A Hybrid Vision Transformer-Based Framework for Multi-Endpoint Survival Prediction In Oropharyngeal Cancer
Abstract
Purpose
This study presents a hybrid framework combining Vision Transformer (ViT) and handcrafted radiomic features for oropharyngeal carcinoma (OPC), to enhance multi-endpoint survival prediction.
Methods
A cohort of 512 OPC cases from the Cancer Imaging Archive (TCIA) was used, including CT images, GTVp segmentations, and sixteen clinical features. Expert GTVp contours yielded 873 handcrafted radiomic features via 3D Slicer, while ViT exploits self-attention to capture global tumor context from volumetric CTs. Multi-endpoint survival models were developed and evaluated using these feature combinations: (i) clinical variables combined with handcrafted radiomics; (ii) clinical variables combined with ViT-based image embeddings; and (iii) clinical variables combined with both handcrafted radiomics and ViT embeddings. In the multimodal model, radiomic and ViT features were fused through feature-level concatenation into a unified representation. All feature sets were input into Multi-Task Logistic Regression models to predict endpoint-specific continuous risk scores for overall survival (OS), local failure-free survival (LFFS), regional failure-free survival (RFFS), and distant failure-free survival (DFFS). Performance was assessed using five-fold cross-validation, time-dependent AUC, and Kaplan–Meier based risk stratification.
Results
For overall survival, time-dependent ROC analysis was performed to compare the three feature combinations. The model using clinical variables combined with radiomic features achieved an AUC of 0.75, while the model using clinical variables combined with ViT-derived embeddings reached 0.82 (p = 0.003 versus radiomics).
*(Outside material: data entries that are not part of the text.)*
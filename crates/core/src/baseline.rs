//! Baseline arithmetic: user-authored baseline conditions and the
//! out-of-bounds (OOB) range derived from a baseline's min/max.
//!
//! Pure logic. Factors are passed in by the caller, which reads them from
//! configuration.

use std::fmt;
use std::str::FromStr;

use serde::{Deserialize, Serialize};

use crate::error::CoreError;

/// Default multiplier applied to a baseline minimum to get the low OOB bound.
pub const DEFAULT_LOW_OOB_FACTOR: f64 = 0.8;

/// Default multiplier applied to a baseline maximum to get the high OOB bound.
pub const DEFAULT_HIGH_OOB_FACTOR: f64 = 1.25;

/// `true` if the value is present and finite.
pub fn is_valid_double(value: Option<f64>) -> bool {
    matches!(value, Some(v) if v.is_finite())
}

// ---------------------------------------------------------------------------
// BaselineStat
// ---------------------------------------------------------------------------

/// Which baseline statistic a baseline condition is measured against.
#[derive(Debug, Clone, Copy, PartialEq, Eq, Serialize, Deserialize)]
#[serde(rename_all = "lowercase")]
pub enum BaselineStat {
    Min,
    Mean,
    Max,
}

impl BaselineStat {
    pub fn select(self, min: Option<f64>, mean: Option<f64>, max: Option<f64>) -> Option<f64> {
        match self {
            Self::Min => min,
            Self::Mean => mean,
            Self::Max => max,
        }
    }

    /// Reference value for a baseline condition: `percent / 100 * statistic`.
    ///
    /// Returns `None` when the statistic is missing or non-finite; an
    /// element built from `None` never matches.
    pub fn calculated_value(
        self,
        percent: f64,
        min: Option<f64>,
        mean: Option<f64>,
        max: Option<f64>,
    ) -> Option<f64> {
        let stat = self.select(min, mean, max).filter(|v| v.is_finite())?;
        let value = percent / 100.0 * stat;
        value.is_finite().then_some(value)
    }
}

impl FromStr for BaselineStat {
    type Err = CoreError;

    fn from_str(s: &str) -> Result<Self, Self::Err> {
        match s.trim() {
            "min" => Ok(Self::Min),
            "mean" => Ok(Self::Mean),
            "max" => Ok(Self::Max),
            other => Err(CoreError::InvalidElement(format!(
                "unrecognized baseline statistic '{other}'"
            ))),
        }
    }
}

impl fmt::Display for BaselineStat {
    fn fmt(&self, f: &mut fmt::Formatter<'_>) -> fmt::Result {
        f.write_str(match self {
            Self::Min => "min",
            Self::Mean => "mean",
            Self::Max => "max",
        })
    }
}

// ---------------------------------------------------------------------------
// OutOfBoundsRange
// ---------------------------------------------------------------------------

/// The `(low, high)` pair an OOB element pair is built from.
#[derive(Debug, Clone, Copy, PartialEq, Serialize, Deserialize)]
pub struct OutOfBoundsRange {
    pub low: f64,
    pub high: f64,
}

impl OutOfBoundsRange {
    /// Derive the range from a baseline.
    ///
    /// For negative baselines the low factor can produce a larger bound than
    /// the high factor, so the pair is swapped to keep `low <= high`.
    /// Returns `None` if either bound input is missing or non-finite.
    pub fn from_baseline(
        min: Option<f64>,
        max: Option<f64>,
        low_factor: f64,
        high_factor: f64,
    ) -> Option<Self> {
        if !is_valid_double(min) || !is_valid_double(max) {
            return None;
        }
        let (min, max) = (min?, max?);

        let mut low = min * low_factor;
        let mut high = max * high_factor;
        if low > high {
            std::mem::swap(&mut low, &mut high);
        }
        Some(Self { low, high })
    }
}

// ---------------------------------------------------------------------------
// Tests
// ---------------------------------------------------------------------------
//! Flat storage for condition elements.
//!
//! Index lists and inverse entries refer to elements by [`SlotId`]. Removing
//! an element is a single map removal; no list is searched by identity.

use std::collections::HashMap;
use std::fmt;

use watchtower_core::ConditionElement;

/// Handle to an element in the [`Arena`]. Never reused within one arena.
#[derive(Debug, Clone, Copy, PartialEq, Eq, Hash, PartialOrd, Ord)]
pub struct SlotId(u64);

impl fmt::Display for SlotId {
    fn fmt(&self, f: &mut fmt::Formatter<'_>) -> fmt::Result {
        write!(f, "#{}", self.0)
    }
}

#[derive(Debug, Default)]
pub struct Arena {
    slots: HashMap<SlotId, ConditionElement>,
    next: u64,
}

impl Arena {
    pub fn new() -> Self {
        Self::default()
    }

    pub fn insert(&mut self, element: ConditionElement) -> SlotId {
        let slot = SlotId(self.next);
        self.next += 1;
        self.slots.insert(slot, element);
        slot
    }

    pub fn get(&self, slot: SlotId) -> Option<&ConditionElement> {
        self.slots.get(&slot)
    }

    pub fn get_mut(&mut self, slot: SlotId) -> Option<&mut ConditionElement> {
        self.slots.get_mut(&slot)
    }

    pub fn remove(&mut self, slot: SlotId) -> Option<ConditionElement> {
        self.slots.remove(&slot)
    }

    pub fn contains(&self, slot: SlotId) -> bool {
        self.slots.contains_key(&slot)
    }

    pub fn len(&self) -> usize {
        self.slots.len()
    }

    pub fn is_empty(&self) -> bool {
        self.slots.is_empty()
    }

    pub fn slots(&self) -> impl Iterator<Item = SlotId> + '_ {
        self.slots.keys().copied()
    }

    /// Drop every element. Slot ids keep increasing afterwards.
    pub fn clear(&mut self) -> usize {
        let dropped = self.slots.len();
        self.slots.clear();
        dropped
    }
}
//! Enumerations carried by facts and referenced by condition elements.
//!
//! The string forms accepted by [`FromStr`] are the upper-case names stored
//! in condition options (`"UP"`, `"FAILURE"`, `"WARN"`, ...). Parsing is
//! case-insensitive.

use std::fmt;
use std::str::FromStr;

use serde::{Deserialize, Serialize};

use crate::error::CoreError;

// ---------------------------------------------------------------------------
// AvailabilityType
// ---------------------------------------------------------------------------

/// Availability of a managed resource as last reported by its agent.
#[derive(Debug, Clone, Copy, PartialEq, Eq, Hash, Serialize, Deserialize)]
#[serde(rename_all = "UPPERCASE")]
pub enum AvailabilityType {
    Up,
    Down,
    Unknown,
}

impl AvailabilityType {
    pub fn as_str(self) -> &'static str {
        match self {
            Self::Up => "UP",
            Self::Down => "DOWN",
            Self::Unknown => "UNKNOWN",
        }
    }
}

impl FromStr for AvailabilityType {
    type Err = CoreError;

    fn from_str(s: &str) -> Result<Self, Self::Err> {
        match s.trim().to_ascii_uppercase().as_str() {
            "UP" => Ok(Self::Up),
            "DOWN" => Ok(Self::Down),
            "UNKNOWN" => Ok(Self::Unknown),
            other => Err(CoreError::InvalidElement(format!(
                "unknown availability '{other}'"
            ))),
        }
    }
}

impl fmt::Display for AvailabilityType {
    fn fmt(&self, f: &mut fmt::Formatter<'_>) -> fmt::Result {
        f.write_str(self.as_str())
    }
}

// ---------------------------------------------------------------------------
// OperationRequestStatus
// ---------------------------------------------------------------------------

/// Status of an operation-history entry.
#[derive(Debug, Clone, Copy, PartialEq, Eq, Hash, Serialize, Deserialize)]
#[serde(rename_all = "UPPERCASE")]
pub enum OperationRequestStatus {
    InProgress,
    Success,
    Failure,
    Canceled,
}

impl OperationRequestStatus {
    pub fn as_str(self) -> &'static str {
        match self {
            Self::InProgress => "INPROGRESS",
            Self::Success => "SUCCESS",
            Self::Failure => "FAILURE",
            Self::Canceled => "CANCELED",
        }
    }
}

impl FromStr for OperationRequestStatus {
    type Err = CoreError;

    fn from_str(s: &str) -> Result<Self, Self::Err> {
        match s.trim().to_ascii_uppercase().as_str() {
            "INPROGRESS" => Ok(Self::InProgress),
            "SUCCESS" => Ok(Self::Success),
            "FAILURE" => Ok(Self::Failure),
            "CANCELED" => Ok(Self::Canceled),
            other => Err(CoreError::InvalidElement(format!(
                "unknown operation status '{other}'"
            ))),
        }
    }
}

impl fmt::Display for OperationRequestStatus {
    fn fmt(&self, f: &mut fmt::Formatter<'_>) -> fmt::Result {
        f.write_str(self.as_str())
    }
}

// ---------------------------------------------------------------------------
// EventSeverity
// ---------------------------------------------------------------------------

/// Severity of a resource event. Ordered from least to most severe.
#[derive(Debug, Clone, Copy, PartialEq, Eq, PartialOrd, Ord, Hash, Serialize, Deserialize)]
#[serde(rename_all = "UPPERCASE")]
pub enum EventSeverity {
    Debug,
    Info,
    Warn,
    Error,
    Fatal,
}

impl EventSeverity {
    pub fn as_str(self) -> &'static str {
        match self {
            Self::Debug => "DEBUG",
            Self::Info => "INFO",
            Self::Warn => "WARN",
            Self::Error => "ERROR",
            Self::Fatal => "FATAL",
        }
    }
}

impl FromStr for EventSeverity {
    type Err = CoreError;

    fn from_str(s: &str) -> Result<Self, Self::Err> {
        match s.trim().to_ascii_uppercase().as_str() {
            "DEBUG" => Ok(Self::Debug),
            "INFO" => Ok(Self::Info),
            "WARN" => Ok(Self::Warn),
            "ERROR" => Ok(Self::Error),
            "FATAL" => Ok(Self::Fatal),
            other => Err(CoreError::InvalidElement(format!(
                "unknown event severity '{other}'"
            ))),
        }
    }
}

impl fmt::Display for EventSeverity {
    fn fmt(&self, f: &mut fmt::Formatter<'_>) -> fmt::Result {
        f.write_str(self.as_str())
    }
}

// ---------------------------------------------------------------------------
// Tests
// ---------------------------------------------------------------------------
//! Per-call bookkeeping counters.

use std::fmt;
use std::time::{Duration, Instant};

/// Counters for a single load, unload, update or check call.
///
/// A fresh value is created per call and returned to the caller; the cache
/// never shares one across calls.
#[derive(Debug, Clone)]
pub struct CacheStats {
    pub created: usize,
    pub updated: usize,
    pub deleted: usize,
    pub matched: usize,
    pub skipped: usize,
    pub errors: usize,
    started: Instant,
}

impl CacheStats {
    pub fn new() -> Self {
        Self {
            created: 0,
            updated: 0,
            deleted: 0,
            matched: 0,
            skipped: 0,
            errors: 0,
            started: Instant::now(),
        }
    }

    /// Time since the stats were created.
    pub fn age(&self) -> Duration {
        self.started.elapsed()
    }
}

impl Default for CacheStats {
    fn default() -> Self {
        Self::new()
    }
}

impl fmt::Display for CacheStats {
    fn fmt(&self, f: &mut fmt::Formatter<'_>) -> fmt::Result {
        write!(
            f,
            "created={} updated={} deleted={} matched={} skipped={} errors={} age={}ms",
            self.created,
            self.updated,
            self.deleted,
            self.matched,
            self.skipped,
            self.errors,
            self.age().as_millis()
        )
    }
}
The integrated model, which combined clinical variables, radiomic features, and ViT-derived embeddings, further improved performance, achieving an AUC of 0.844 (p = 0.001 versus radiomics; p = 0.04 versus ViT alone). Kaplan–Meier risk stratification based on median scores demonstrated clear separation between high- and low-risk groups (log-rank p < 0.001).
Conclusion
ViT-derived global context complements handcrafted radiomic features. Their integrated model supports robust multi-endpoint survival prediction and improved risk stratification, offering a promising pathway for personalized OPC radiotherapy decision-making.